Se acercó a la puerta, la entreabrió. La abrió un poco más y penetró en una penumbra inquietante y misteriosa de alcoba de dama deseada. Avanzó algunos pasos. Apartó unas cortinas un poco. Miró el interior y vio a la Duquesa que se iba desciñendo de los vestidos poco a poco. Un sedeño perfume cerebral le invadió por momentos. Tuvo intenciones de penetrar y dirigirse a ella apachurrándola en sus brazos fornidos de militar, de abrazarla sin compasión y sin medida. Así, por las buenas. Florián no aparecía, no conseguía verlo.

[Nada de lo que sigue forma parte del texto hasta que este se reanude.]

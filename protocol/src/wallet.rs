//! # Wallet Ledger
//!
//! One balance per user, persisted as a JSON snapshot
//! `{"amount": "9950", "updatedAt": "..."}` under `walletBalance:<userId>`.
//! A wallet that has never been read starts at the configured default
//! balance, and that default is written back on first access.
//!
//! ## Concurrency
//!
//! `debit` is a read-modify-write. Every operation for a user runs under
//! that user's async mutex, so two concurrent debits can never both pass the
//! balance check against the same stale value. [`WalletLedger::lock`] hands
//! the lock to the caller as a [`WalletGuard`] when several operations must
//! see one consistent balance (the payment flow holds it from the balance
//! pre-check to the final debit).
//!
//! Balances are [`Amount`]s, which cannot be negative; a debit that would
//! take the balance below zero is refused before anything is written.

use std::sync::Arc;

use dashmap::DashMap;
use serde::{Deserialize, Serialize};
use thiserror::Error;
use tokio::sync::{Mutex, OwnedMutexGuard};
use tracing::{debug, warn};

use crate::amount::Amount;
use crate::clock::Clock;
use crate::config::WALLET_KEY_PREFIX;
use crate::storage::{KeyValueStore, StorageError};

#[derive(Debug, Error)]
pub enum WalletError {
    #[error("insufficient wallet balance: available {available}, requested {requested}")]
    InsufficientBalance { available: Amount, requested: Amount },

    #[error("storage error: {0}")]
    Storage(#[from] StorageError),
}

/// The persisted form of a balance.
#[derive(Clone, Debug, PartialEq, Eq, Serialize, Deserialize)]
#[serde(rename_all = "camelCase")]
pub struct WalletSnapshot {
    pub amount: Amount,
    pub updated_at: String,
}

fn storage_key(user_id: &str) -> String {
    format!("{}{}", WALLET_KEY_PREFIX, user_id)
}

pub struct WalletLedger {
    store: Arc<dyn KeyValueStore>,
    clock: Arc<dyn Clock>,
    default_balance: Amount,
    locks: DashMap<String, Arc<Mutex<()>>>,
}

impl WalletLedger {
    pub fn new(store: Arc<dyn KeyValueStore>, clock: Arc<dyn Clock>, default_balance: Amount) -> Self {
        Self {
            store,
            clock,
            default_balance,
            locks: DashMap::new(),
        }
    }

    /// Take the user's lock. Other operations on the same user wait until
    /// the guard is dropped.
    pub async fn lock(&self, user_id: &str) -> WalletGuard<'_> {
        let mutex = self
            .locks
            .entry(user_id.to_string())
            .or_insert_with(|| Arc::new(Mutex::new(())))
            .clone();
        let guard = mutex.lock_owned().await;
        WalletGuard {
            ledger: self,
            user_id: user_id.to_string(),
            _guard: guard,
        }
    }

    /// Current balance, initialising the wallet on first access.
    pub async fn balance(&self, user_id: &str) -> Result<Amount, WalletError> {
        self.lock(user_id).await.balance().await
    }

    pub async fn set_balance(&self, user_id: &str, amount: Amount) -> Result<(), WalletError> {
        self.lock(user_id).await.set_balance(amount).await
    }

    /// Subtract `amount` and return the new balance.
    ///
    /// Fails with [`WalletError::InsufficientBalance`] when `amount` exceeds
    /// the balance; the stored value is left untouched in that case.
    pub async fn debit(&self, user_id: &str, amount: Amount) -> Result<Amount, WalletError> {
        self.lock(user_id).await.debit(amount).await
    }

    /// The stored snapshot, if any, without initialising the wallet.
    pub async fn snapshot(&self, user_id: &str) -> Result<Option<WalletSnapshot>, WalletError> {
        self.read_snapshot(user_id).await
    }

    async fn read_snapshot(&self, user_id: &str) -> Result<Option<WalletSnapshot>, WalletError> {
        let Some(raw) = self.store.get(&storage_key(user_id)).await? else {
            return Ok(None);
        };
        match serde_json::from_str::<WalletSnapshot>(&raw) {
            Ok(snapshot) => Ok(Some(snapshot)),
            Err(e) => {
                warn!(user_id, error = %e, "unreadable wallet snapshot, treating as missing");
                Ok(None)
            }
        }
    }

    async fn write_snapshot(&self, user_id: &str, amount: Amount) -> Result<(), WalletError> {
        let snapshot = WalletSnapshot {
            amount,
            updated_at: self.clock.now_iso(),
        };
        let json = serde_json::to_string(&snapshot).map_err(StorageError::from)?;
        self.store.set(&storage_key(user_id), &json).await?;
        Ok(())
    }
}

/// Exclusive access to one user's wallet.
pub struct WalletGuard<'a> {
    ledger: &'a WalletLedger,
    user_id: String,
    _guard: OwnedMutexGuard<()>,
}

impl WalletGuard<'_> {
    pub fn user_id(&self) -> &str {
        &self.user_id
    }

    pub async fn balance(&self) -> Result<Amount, WalletError> {
        if let Some(existing) = self.ledger.read_snapshot(&self.user_id).await? {
            return Ok(existing.amount);
        }
        let initial = self.ledger.default_balance;
        self.ledger.write_snapshot(&self.user_id, initial).await?;
        debug!(user_id = %self.user_id, balance = %initial, "wallet initialised");
        Ok(initial)
    }

    pub async fn set_balance(&self, amount: Amount) -> Result<(), WalletError> {
        self.ledger.write_snapshot(&self.user_id, amount).await
    }

    pub async fn debit(&self, amount: Amount) -> Result<Amount, WalletError> {
        let current = self.balance().await?;
        let Some(updated) = current.checked_sub(amount) else {
            return Err(WalletError::InsufficientBalance {
                available: current,
                requested: amount,
            });
        };
        self.ledger.write_snapshot(&self.user_id, updated).await?;
        debug!(user_id = %self.user_id, debited = %amount, balance = %updated, "wallet debited");
        Ok(updated)
    }
}

#[cfg(test)]
mod tests {
    use super::*;
    use crate::clock::FixedClock;
    use crate::storage::MemoryStore;
    use chrono::TimeZone;

    fn xof(s: &str) -> Amount {
        s.parse().unwrap()
    }

    fn ledger() -> (Arc<WalletLedger>, Arc<MemoryStore>) {
        let store = Arc::new(MemoryStore::new());
        let clock = Arc::new(FixedClock(
            chrono::Utc.with_ymd_and_hms(2026, 1, 1, 0, 0, 0).unwrap(),
        ));
        (
            Arc::new(WalletLedger::new(store.clone(), clock, Amount::from(10_000))),
            store,
        )
    }

    #[tokio::test]
    async fn first_read_creates_default_balance() {
        let (ledger, store) = ledger();
        assert!(ledger.snapshot("alice").await.unwrap().is_none());

        assert_eq!(ledger.balance("alice").await.unwrap(), Amount::from(10_000));

        let raw = store.get("walletBalance:alice").await.unwrap().unwrap();
        let snap: WalletSnapshot = serde_json::from_str(&raw).unwrap();
        assert_eq!(snap.amount, Amount::from(10_000));
        assert_eq!(snap.updated_at, "2026-01-01T00:00:00.000Z");
        assert!(raw.contains("updatedAt"));
    }

    #[tokio::test]
    async fn debit_reduces_balance() {
        let (ledger, _) = ledger();
        let left = ledger.debit("alice", Amount::from(50)).await.unwrap();
        assert_eq!(left, Amount::from(9_950));
        assert_eq!(ledger.balance("alice").await.unwrap(), Amount::from(9_950));
    }

    #[tokio::test]
    async fn debit_to_zero() {
        let (ledger, _) = ledger();
        let left = ledger.debit("alice", Amount::from(10_000)).await.unwrap();
        assert!(left.is_zero());
    }

    #[tokio::test]
    async fn overdraw_rejected_and_balance_unchanged() {
        let (ledger, _) = ledger();
        ledger.set_balance("alice", Amount::from(300)).await.unwrap();

        let err = ledger.debit("alice", xof("300.5")).await.unwrap_err();
        match err {
            WalletError::InsufficientBalance {
                available,
                requested,
            } => {
                assert_eq!(available, Amount::from(300));
                assert_eq!(requested, xof("300.5"));
            }
            other => panic!("unexpected error {other:?}"),
        }
        assert_eq!(ledger.balance("alice").await.unwrap(), Amount::from(300));
    }

    #[tokio::test]
    async fn fractional_debits_are_exact() {
        let (ledger, _) = ledger();
        ledger.debit("alice", xof("0.1")).await.unwrap();
        ledger.debit("alice", xof("0.2")).await.unwrap();
        assert_eq!(ledger.balance("alice").await.unwrap(), xof("9999.7"));

        let raw = ledger.snapshot("alice").await.unwrap().unwrap();
        assert_eq!(raw.amount.to_string(), "9999.7");
    }

    #[tokio::test]
    async fn numeric_snapshot_is_still_readable() {
        let (ledger, store) = ledger();
        store
            .set("walletBalance:alice", r#"{"amount":420,"updatedAt":"x"}"#)
            .await
            .unwrap();
        assert_eq!(ledger.balance("alice").await.unwrap(), Amount::from(420));
    }

    #[tokio::test]
    async fn corrupt_snapshot_resets_to_default() {
        let (ledger, store) = ledger();
        store.set("walletBalance:alice", "{not json").await.unwrap();
        assert_eq!(ledger.balance("alice").await.unwrap(), Amount::from(10_000));
    }

    #[tokio::test]
    async fn users_are_independent() {
        let (ledger, _) = ledger();
        ledger.debit("alice", Amount::from(1_000)).await.unwrap();
        assert_eq!(ledger.balance("bob").await.unwrap(), Amount::from(10_000));
    }

    #[tokio::test(flavor = "multi_thread", worker_threads = 4)]
    async fn concurrent_debits_never_overdraw() {
        let (ledger, _) = ledger();

        let handles: Vec<_> = (0..8)
            .map(|_| {
                let ledger = Arc::clone(&ledger);
                tokio::spawn(async move { ledger.debit("alice", Amount::from(3_000)).await })
            })
            .collect();

        let mut successes = 0;
        for handle in handles {
            if handle.await.unwrap().is_ok() {
                successes += 1;
            }
        }

        assert_eq!(successes, 3);
        assert_eq!(ledger.balance("alice").await.unwrap(), Amount::from(1_000));
    }

    #[tokio::test]
    async fn guard_sees_consistent_balance() {
        let (ledger, _) = ledger();
        let guard = ledger.lock("alice").await;
        assert_eq!(guard.user_id(), "alice");
        assert_eq!(guard.balance().await.unwrap(), Amount::from(10_000));
        let left = guard.debit(Amount::from(2_500)).await.unwrap();
        assert_eq!(left, Amount::from(7_500));
        assert_eq!(guard.balance().await.unwrap(), Amount::from(7_500));
    }
}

Su cerebro burbujeaba. Había un espejo en el fondo donde se reflejaban, deformes, los objetos y muebles de la habitación. El cuerpo ondulado de la Duquesa posó ante él. Dídilo ya no la veía. Veía sólo la nada borrascosa y humillante. La cabeza le daba vueltas y las mejilla estaban al rojo. Los ojos le echaban chispas sin ver. Su mostacho se erizaba de miedo y deseo. Por fin la Duquesa mostraba sus desnudeces lánguidas y feroces que recomían el meollo cerebral de Dídilo. Sus pies descalzos paseaban por la alfombra y su cuerpo bailaba eróticamente la música que llegaba lejana del salón. El lúbrico Dídilo extasiaba. Aquello no lo era todo, sólo el comienzo, el principio sólamente del ataque cerebral aquel. Sudaba y suspiraba anhelos celosos. Florián, ya desnudo también, apareció en escena. Su pecho apenas aparecía velludo. Sus piernas apenas tenían un bello rubicundo. Pies grandes y proporcionados. También bailaba al son de la música mirífica por momentos. Su falo marcaba un ritmo erótico subido del más alto grado. Se balanceaba como un pez en el agua dueño del ambiente palaciego, en los aposentos de la Duquesa. Los testículos estaban agarrotados, fieramente arrugados, más oscuros que el resto del cuerpo. Un pubis ligeramente rubio, bello por momentos. Así se bailaba mejor, sobre todo por el calor que hacía.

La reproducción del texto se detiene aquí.